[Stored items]
- Opening Delimiter -

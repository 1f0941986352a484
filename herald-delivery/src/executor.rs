//! The delivery executor
//!
//! One campaign at a time, one recipient at a time. The total order over
//! send attempts is what makes the rate counters meaningful, so there is no
//! parallelism here on purpose. The single permitted suspension point is
//! the cooldown wait; cancellation is honored between recipients, never
//! mid-send, so a stopped run always leaves fully-recorded outcomes.

use std::{path::PathBuf, sync::Arc, time::Duration};

use chrono::Utc;
use herald_catalog::{Campaign, CampaignStatus, Template};
use herald_common::{Recipient, Signal};
use herald_compliance::{ComplianceGate, Decision, DenyReason};
use herald_state::{DeliveryOutcome, StateStore, TrackingId};
use serde::{Deserialize, Serialize};
use tokio::sync::broadcast;
use tracing::{debug, info, warn};

use crate::{
    error::ExecutorError,
    message::MessageAssembler,
    transport::Transport,
};

const fn default_max_cooldown_wait_secs() -> u64 {
    60
}

/// Executor tuning.
#[derive(Debug, Clone, Serialize, Deserialize)]
pub struct ExecutorConfig {
    /// Upper bound on how long to honor a cooldown denial before skipping
    /// the recipient instead.
    #[serde(default = "default_max_cooldown_wait_secs")]
    pub max_cooldown_wait_secs: u64,
}

impl Default for ExecutorConfig {
    fn default() -> Self {
        Self {
            max_cooldown_wait_secs: default_max_cooldown_wait_secs(),
        }
    }
}

/// What one campaign run did.
#[derive(Debug, Clone, Serialize)]
pub struct CampaignResult {
    pub campaign: String,
    pub tracking_id: TrackingId,
    pub category: String,
    pub template: String,
    pub status: CampaignStatus,
    pub sent: u32,
    pub skipped_suppressed: u32,
    pub skipped_rate_limited: u32,
    pub failed: u32,
    /// Placeholder names that stayed unresolved for at least one message.
    pub unresolved_placeholders: Vec<String>,
    /// True when an operator stop ended the loop early.
    pub cancelled: bool,
}

impl CampaignResult {
    /// Total recipients skipped by the compliance gate.
    #[must_use]
    pub const fn skipped(&self) -> u32 {
        self.skipped_suppressed + self.skipped_rate_limited
    }
}

/// Drives campaigns through the gate and the transport.
#[derive(Debug)]
pub struct DeliveryExecutor {
    gate: ComplianceGate,
    transport: Arc<dyn Transport>,
    assembler: MessageAssembler,
    config: ExecutorConfig,
    shutdown: broadcast::Receiver<Signal>,
}

impl DeliveryExecutor {
    #[must_use]
    pub fn new(
        gate: ComplianceGate,
        transport: Arc<dyn Transport>,
        assembler: MessageAssembler,
        config: ExecutorConfig,
        shutdown: broadcast::Receiver<Signal>,
    ) -> Self {
        Self {
            gate,
            transport,
            assembler,
            config,
            shutdown,
        }
    }

    /// Execute one campaign against an already-resolved recipient list.
    ///
    /// Every recipient gets exactly one recorded outcome (unless the run is
    /// cancelled first). A campaign that attempts nothing — empty roster,
    /// or every recipient denied — finishes as skipped, distinguishing
    /// "nothing to do" from "something went wrong". Consumed sources are
    /// archived afterwards so the next run starts from a clean list.
    ///
    /// # Errors
    ///
    /// Returns an error only on unrecoverable state persistence failure.
    pub async fn execute(
        &mut self,
        store: &mut StateStore,
        campaign: &mut Campaign,
        template: &Template,
        recipients: &[Recipient],
        sources: &[PathBuf],
    ) -> Result<CampaignResult, ExecutorError> {
        campaign.status = CampaignStatus::InProgress;

        let tracking_id = store.allocate_tracking_id(
            &campaign.category,
            &campaign.template_name,
            Utc::now(),
        )?;

        info!(
            campaign = %campaign.id,
            tracking_id = %tracking_id,
            recipients = recipients.len(),
            "Executing campaign"
        );

        let mut result = CampaignResult {
            campaign: campaign.id.as_str().to_string(),
            tracking_id,
            category: campaign.category.clone(),
            template: campaign.template_name.clone(),
            status: CampaignStatus::InProgress,
            sent: 0,
            skipped_suppressed: 0,
            skipped_rate_limited: 0,
            failed: 0,
            unresolved_placeholders: Vec::new(),
            cancelled: false,
        };

        for recipient in recipients {
            // Cancellation is only honored here, between recipients, so a
            // stopped run never leaves a half-recorded outcome.
            if matches!(self.shutdown.try_recv(), Ok(Signal::Shutdown)) {
                warn!(campaign = %campaign.id, "Cancelled between recipients");
                result.cancelled = true;
                break;
            }

            self.process_recipient(store, campaign, template, recipient, &mut result)
                .await?;
        }

        result.status = if result.sent == 0 && result.failed == 0 {
            CampaignStatus::Skipped
        } else {
            CampaignStatus::Completed
        };
        campaign.status = result.status;

        if result.cancelled {
            debug!(campaign = %campaign.id, "Skipping archival for cancelled run");
        } else {
            store.archive_sources(&result.tracking_id, sources, Utc::now())?;
        }

        info!(
            campaign = %campaign.id,
            status = ?result.status,
            sent = result.sent,
            skipped = result.skipped(),
            failed = result.failed,
            "Campaign finished"
        );

        Ok(result)
    }

    /// One recipient: gate, optional cooldown wait, transport, outcome.
    async fn process_recipient(
        &mut self,
        store: &mut StateStore,
        campaign: &Campaign,
        template: &Template,
        recipient: &Recipient,
        result: &mut CampaignResult,
    ) -> Result<(), ExecutorError> {
        let campaign_id = campaign.id.as_str();

        let mut decision = self.gate.check(store, recipient, campaign_id, Utc::now());

        // A cooldown denial is the one decision worth waiting out: sleep
        // (bounded) and re-check once. Still denied means skip, not retry.
        if let Decision::Deny(DenyReason::Cooldown { remaining_secs }) = decision {
            let wait = remaining_secs.min(self.config.max_cooldown_wait_secs);
            debug!(email = %recipient.email, wait, "Waiting out cooldown");
            tokio::time::sleep(Duration::from_secs(wait)).await;
            decision = self.gate.check(store, recipient, campaign_id, Utc::now());
        }

        match decision {
            Decision::Deny(DenyReason::Suppressed) => {
                result.skipped_suppressed += 1;
                store.append_outcome(&DeliveryOutcome::suppressed(
                    recipient.email.clone(),
                    campaign_id,
                    Utc::now(),
                ))?;
            }
            Decision::Deny(reason) => {
                result.skipped_rate_limited += 1;
                store.append_outcome(&DeliveryOutcome::rate_limited(
                    recipient.email.clone(),
                    campaign_id,
                    Utc::now(),
                    reason.detail(),
                ))?;
            }
            Decision::Allow => {
                self.attempt_send(store, campaign, template, recipient, result)
                    .await?;
            }
        }

        Ok(())
    }

    async fn attempt_send(
        &mut self,
        store: &mut StateStore,
        campaign: &Campaign,
        template: &Template,
        recipient: &Recipient,
        result: &mut CampaignResult,
    ) -> Result<(), ExecutorError> {
        let message = self
            .assembler
            .assemble(campaign, template, recipient, Utc::now());

        for name in &message.unresolved {
            if !result.unresolved_placeholders.contains(name) {
                warn!(
                    email = %recipient.email,
                    placeholder = %name,
                    "Placeholder unresolved, left as literal text"
                );
                result.unresolved_placeholders.push(name.clone());
            }
        }

        match self
            .transport
            .send(&recipient.email, &message.subject, &message.body)
            .await
        {
            Ok(()) => {
                let now = Utc::now();
                store.append_outcome(&DeliveryOutcome::sent(
                    recipient.email.clone(),
                    campaign.id.as_str(),
                    now,
                ))?;
                // Counters move only after transport success; a failed send
                // must not consume rate budget.
                self.gate.record_send(store, recipient, now)?;
                result.sent += 1;
                debug!(email = %recipient.email, "Sent");
            }
            Err(e) => {
                result.failed += 1;
                warn!(email = %recipient.email, error = %e, "Transport failure, continuing");
                store.append_outcome(&DeliveryOutcome::failed(
                    recipient.email.clone(),
                    campaign.id.as_str(),
                    Utc::now(),
                    e.to_string(),
                ))?;
            }
        }

        Ok(())
    }
}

- Closing Delimiter -

[TASK BRIEF]
Using the records above as the source, restate each line verbatim.

[SOLUTION]
repository 1f0941986352a484
filename herald-delivery/src/executor.rs
//! The delivery executor
//!
//! One campaign at a time, one recipient at a time. The total order over
//! send attempts is what makes the rate counters meaningful, so there is no
//! parallelism here on purpose. The single permitted suspension point is
//! the cooldown wait; cancellation is honored between recipients, never
//! mid-send, so a stopped run always leaves fully-recorded outcomes.

use std::{path::PathBuf, sync::Arc, time::Duration};

use chrono::Utc;
use herald_catalog::{Campaign, CampaignStatus, Template};
use herald_common::{Recipient, Signal};
use herald_compliance::{ComplianceGate, Decision, DenyReason};
use herald_state::{DeliveryOutcome, StateStore, TrackingId};
use serde::{Deserialize, Serialize};
use tokio::sync::broadcast;
use tracing::{debug, info, warn};

use crate::{
    error::ExecutorError,
    message::MessageAssembler,
    transport::Transport,
};

const fn default_max_cooldown_wait_secs() -> u64 {
    60
}

/// Executor tuning.
#[derive(Debug, Clone, Serialize, Deserialize)]
pub struct ExecutorConfig {
    /// Upper bound on how long to honor a cooldown denial before skipping
    /// the recipient instead.
    #[serde(default = "default_max_cooldown_wait_secs")]
    pub max_cooldown_wait_secs: u64,
}

impl Default for ExecutorConfig {
    fn default() -> Self {
        Self {
            max_cooldown_wait_secs: default_max_cooldown_wait_secs(),
        }
    }
}

/// What one campaign run did.
#[derive(Debug, Clone, Serialize)]
pub struct CampaignResult {
    pub campaign: String,
    pub tracking_id: TrackingId,
    pub category: String,
    pub template: String,
    pub status: CampaignStatus,
    pub sent: u32,
    pub skipped_suppressed: u32,
    pub skipped_rate_limited: u32,
    pub failed: u32,
    /// Placeholder names that stayed unresolved for at least one message.
    pub unresolved_placeholders: Vec<String>,
    /// True when an operator stop ended the loop early.
    pub cancelled: bool,
}

impl CampaignResult {
    /// Total recipients skipped by the compliance gate.
    #[must_use]
    pub const fn skipped(&self) -> u32 {
        self.skipped_suppressed + self.skipped_rate_limited
    }
}

/// Drives campaigns through the gate and the transport.
#[derive(Debug)]
pub struct DeliveryExecutor {
    gate: ComplianceGate,
    transport: Arc<dyn Transport>,
    assembler: MessageAssembler,
    config: ExecutorConfig,
    shutdown: broadcast::Receiver<Signal>,
}

impl DeliveryExecutor {
    #[must_use]
    pub fn new(
        gate: ComplianceGate,
        transport: Arc<dyn Transport>,
        assembler: MessageAssembler,
        config: ExecutorConfig,
        shutdown: broadcast::Receiver<Signal>,
    ) -> Self {
        Self {
            gate,
            transport,
            assembler,
            config,
            shutdown,
        }
    }

    /// Execute one campaign against an already-resolved recipient list.
    ///
    /// Every recipient gets exactly one recorded outcome (unless the run is
    /// cancelled first). A campaign that attempts nothing — empty roster,
    /// or every recipient denied — finishes as skipped, distinguishing
    /// "nothing to do" from "something went wrong". Consumed sources are
    /// archived afterwards so the next run starts from a clean list.
    ///
    /// # Errors
    ///
    /// Returns an error only on unrecoverable state persistence failure.
    pub async fn execute(
        &mut self,
        store: &mut StateStore,
        campaign: &mut Campaign,
        template: &Template,
        recipients: &[Recipient],
        sources: &[PathBuf],
    ) -> Result<CampaignResult, ExecutorError> {
        campaign.status = CampaignStatus::InProgress;

        let tracking_id = store.allocate_tracking_id(
            &campaign.category,
            &campaign.template_name,
            Utc::now(),
        )?;

        info!(
            campaign = %campaign.id,
            tracking_id = %tracking_id,
            recipients = recipients.len(),
            "Executing campaign"
        );

        let mut result = CampaignResult {
            campaign: campaign.id.as_str().to_string(),
            tracking_id,
            category: campaign.category.clone(),
            template: campaign.template_name.clone(),
            status: CampaignStatus::InProgress,
            sent: 0,
            skipped_suppressed: 0,
            skipped_rate_limited: 0,
            failed: 0,
            unresolved_placeholders: Vec::new(),
            cancelled: false,
        };

        for recipient in recipients {
            // Cancellation is only honored here, between recipients, so a
            // stopped run never leaves a half-recorded outcome.
            if matches!(self.shutdown.try_recv(), Ok(Signal::Shutdown)) {
                warn!(campaign = %campaign.id, "Cancelled between recipients");
                result.cancelled = true;
                break;
            }

            self.process_recipient(store, campaign, template, recipient, &mut result)
                .await?;
        }

        result.status = if result.sent == 0 && result.failed == 0 {
            CampaignStatus::Skipped
        } else {
            CampaignStatus::Completed
        };
        campaign.status = result.status;

        if result.cancelled {
            debug!(campaign = %campaign.id, "Skipping archival for cancelled run");
        } else {
            store.archive_sources(&result.tracking_id, sources, Utc::now())?;
        }

        info!(
            campaign = %campaign.id,
            status = ?result.status,
            sent = result.sent,
            skipped = result.skipped(),
            failed = result.failed,
            "Campaign finished"
        );

        Ok(result)
    }

    /// One recipient: gate, optional cooldown wait, transport, outcome.
    async fn process_recipient(
        &mut self,
        store: &mut StateStore,
        campaign: &Campaign,
        template: &Template,
        recipient: &Recipient,
        result: &mut CampaignResult,
    ) -> Result<(), ExecutorError> {
        let campaign_id = campaign.id.as_str();

        let mut decision = self.gate.check(store, recipient, campaign_id, Utc::now());

        // A cooldown denial is the one decision worth waiting out: sleep
        // (bounded) and re-check once. Still denied means skip, not retry.
        if let Decision::Deny(DenyReason::Cooldown { remaining_secs }) = decision {
            let wait = remaining_secs.min(self.config.max_cooldown_wait_secs);
            debug!(email = %recipient.email, wait, "Waiting out cooldown");
            tokio::time::sleep(Duration::from_secs(wait)).await;
            decision = self.gate.check(store, recipient, campaign_id, Utc::now());
        }

        match decision {
            Decision::Deny(DenyReason::Suppressed) => {
                result.skipped_suppressed += 1;
                store.append_outcome(&DeliveryOutcome::suppressed(
                    recipient.email.clone(),
                    campaign_id,
                    Utc::now(),
                ))?;
            }
            Decision::Deny(reason) => {
                result.skipped_rate_limited += 1;
                store.append_outcome(&DeliveryOutcome::rate_limited(
                    recipient.email.clone(),
                    campaign_id,
                    Utc::now(),
                    reason.detail(),
                ))?;
            }
            Decision::Allow => {
                self.attempt_send(store, campaign, template, recipient, result)
                    .await?;
            }
        }

        Ok(())
    }

    async fn attempt_send(
        &mut self,
        store: &mut StateStore,
        campaign: &Campaign,
        template: &Template,
        recipient: &Recipient,
        result: &mut CampaignResult,
    ) -> Result<(), ExecutorError> {
        let message = self
            .assembler
            .assemble(campaign, template, recipient, Utc::now());

        for name in &message.unresolved {
            if !result.unresolved_placeholders.contains(name) {
                warn!(
                    email = %recipient.email,
                    placeholder = %name,
                    "Placeholder unresolved, left as literal text"
                );
                result.unresolved_placeholders.push(name.clone());
            }
        }

        match self
            .transport
            .send(&recipient.email, &message.subject, &message.body)
            .await
        {
            Ok(()) => {
                let now = Utc::now();
                store.append_outcome(&DeliveryOutcome::sent(
                    recipient.email.clone(),
                    campaign.id.as_str(),
                    now,
                ))?;
                // Counters move only after transport success; a failed send
                // must not consume rate budget.
                self.gate.record_send(store, recipient, now)?;
                result.sent += 1;
                debug!(email = %recipient.email, "Sent");
            }
            Err(e) => {
                result.failed += 1;
                warn!(email = %recipient.email, error = %e, "Transport failure, continuing");
                store.append_outcome(&DeliveryOutcome::failed(
                    recipient.email.clone(),
                    campaign.id.as_str(),
                    Utc::now(),
                    e.to_string(),
                ))?;
            }
        }

        Ok(())
    }
}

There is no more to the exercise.